An EU funded research study known as ExternE, or Externalities of Energy, undertaken over the period of 1995 to 2005 found that the cost of producing electricity from coal or oil would double over its present value, and the cost of electricity production from gas would increase by 30% if external costs such as damage to the environment and to human health, from the particulate matter, nitrogen oxides, chromium VI, river water alkalinity, mercury poisoning and arsenic emissions produced by these sources, were taken into account. It was estimated in the study that these external, downstream, fossil fuel costs amount up to 1%–2% of the EU's entire Gross Domestic Product (GDP), and this was before the external cost of global warming from these sources was even included. Coal has the highest external cost in the EU, and global warming is the largest part of that cost.
A means to address a part of the external costs of fossil fuel generation is carbon pricing — the method most favored by economists for reducing global-warming emissions. Carbon pricing charges those who emit carbon dioxide for their emissions. That charge, called a "carbon price", is the amount that must be paid for the right to emit one tonne of carbon dioxide into the atmosphere. Carbon pricing usually takes the form of a carbon tax or a requirement to purchase permits to emit (also called "allowances").
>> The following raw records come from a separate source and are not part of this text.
//! Subscription handles and listener management.
//!
//! A [`Subscription`] is the cancellable handle an observable hands back from
//! `subscribe`. Cancelling it (explicitly or by dropping it) detaches the
//! subscriber; nothing is delivered through it afterwards.
//!
//! [`SubscriptionManager`] keeps a set of listener callbacks keyed by
//! [`SubscriptionId`], for producers that fan out to several listeners.

use hashbrown::HashMap;
use std::fmt;

/// Unique identifier for a subscription.
pub type SubscriptionId = u64;

/// A cancellable subscription to an observable.
///
/// Dropping the handle cancels the subscription.
pub struct Subscription {
    /// Unique identifier
    id: SubscriptionId,
    /// Detaches the subscriber from its source; taken on cancel
    cancel: Option<Box<dyn FnOnce()>>,
}

impl Subscription {
    /// Creates a subscription that runs `cancel` once when cancelled.
    pub fn new<F>(id: SubscriptionId, cancel: F) -> Self
    where
        F: FnOnce() + 'static,
    {
        Self {
            id,
            cancel: Some(Box::new(cancel)),
        }
    }

    /// Returns the subscription ID.
    #[inline]
    pub fn id(&self) -> SubscriptionId {
        self.id
    }

    /// Returns whether this subscription has not been cancelled yet.
    #[inline]
    pub fn is_active(&self) -> bool {
        self.cancel.is_some()
    }

    /// Cancels the subscription. Cancelling twice is a no-op.
    pub fn cancel(&mut self) {
        if let Some(cancel) = self.cancel.take() {
            tracing::trace!(subscription = self.id, "subscription cancelled");
            cancel();
        }
    }
}

impl Drop for Subscription {
    fn drop(&mut self) {
        self.cancel();
    }
}

impl fmt::Debug for Subscription {
    fn fmt(&self, f: &mut fmt::Formatter<'_>) -> fmt::Result {
        f.debug_struct("Subscription")
            .field("id", &self.id)
            .field("active", &self.is_active())
            .finish()
    }
}

/// Callback type for listener notifications.
pub type Listener<T> = Box<dyn Fn(&T)>;

/// Manages listener callbacks for a producer of `T` values.
pub struct SubscriptionManager<T> {
    /// Active listeners
    listeners: HashMap<SubscriptionId, Listener<T>>,
    /// Next subscription ID to assign
    next_id: SubscriptionId,
}

impl<T> Default for SubscriptionManager<T> {
    fn default() -> Self {
        Self::new()
    }
}

impl<T> SubscriptionManager<T> {
    /// Creates a new subscription manager.
    pub fn new() -> Self {
        Self {
            listeners: HashMap::new(),
            next_id: 1,
        }
    }

    /// Adds a listener.
    ///
    /// Returns the subscription ID that can be used to unsubscribe.
    pub fn subscribe<F>(&mut self, callback: F) -> SubscriptionId
    where
        F: Fn(&T) + 'static,
    {
        let id = self.next_id;
        self.next_id += 1;
        self.listeners.insert(id, Box::new(callback));
        id
    }

    /// Removes a listener by ID.
    ///
    /// Returns true if the listener was found and removed.
    pub fn unsubscribe(&mut self, id: SubscriptionId) -> bool {
        self.listeners.remove(&id).is_some()
    }

    /// Notifies all listeners.
    pub fn notify_all(&self, value: &T) {
        for listener in self.listeners.values() {
            listener(value);
        }
    }

    /// Returns the number of listeners.
    #[inline]
    pub fn len(&self) -> usize {
        self.listeners.len()
    }

    /// Returns true if there are no listeners.
    #[inline]
    pub fn is_empty(&self) -> bool {
        self.listeners.is_empty()
    }
}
Depending on the assumptions of possible accidents and their probabilities external costs for nuclear power vary significantly and can reach between 0.2 and 200 ct/kWh. Furthermore, nuclear power is working under an insurance framework that limits or structures accident liabilities in accordance with the Paris convention on nuclear third-party liability, the Brussels supplementary convention, and the Vienna convention on civil liability for nuclear damage and in the U.S. the Price-Anderson Act. It is often argued that this potential shortfall in liability represents an external cost not included in the cost of nuclear electricity; but the cost is small, amounting to about 0.1% of the levelized cost of electricity, according to a CBO study.
These beyond-insurance costs for worst-case scenarios are not unique to nuclear power, as hydroelectric power plants are similarly not fully insured against catastrophic events like a large dam failure. For example, the 1975 Banqiao Dam disaster took the homes of 11 million people and killed between 26,000 and 230,000. As private insurers base dam insurance premiums on limited scenarios, major disaster insurance in this sector is likewise provided by the state.
Because externalities are diffuse in their effect, external costs can not be measured directly, but must be estimated. One approach estimate external costs of environmental impact of electricity is the Methodological Convention of Federal Environment Agency of Germany. That method arrives at external costs of electricity from lignite at 10.75 Eurocent/kWh, from hard coal 8.94 Eurocent/kWh, from natural gas 4.91 Eurocent/kWh, from photovoltaic 1.18 Eurocent/kWh, from wind 0.26 Eurocent/kWh and from hydro 0.18 Eurocent/kWh. For nuclear the Federal Environment Agency indicates no value, as different studies have results that vary by a factor of 1,000. It recommends the nuclear given the huge uncertainty, with the cost of the next inferior energy source to evaluate. Based on this recommendation the Federal Environment Agency, and with their own method, the Forum Ecological-social market economy, arrive at external environmental costs of nuclear energy at 10.7 to 34 ct/kWh.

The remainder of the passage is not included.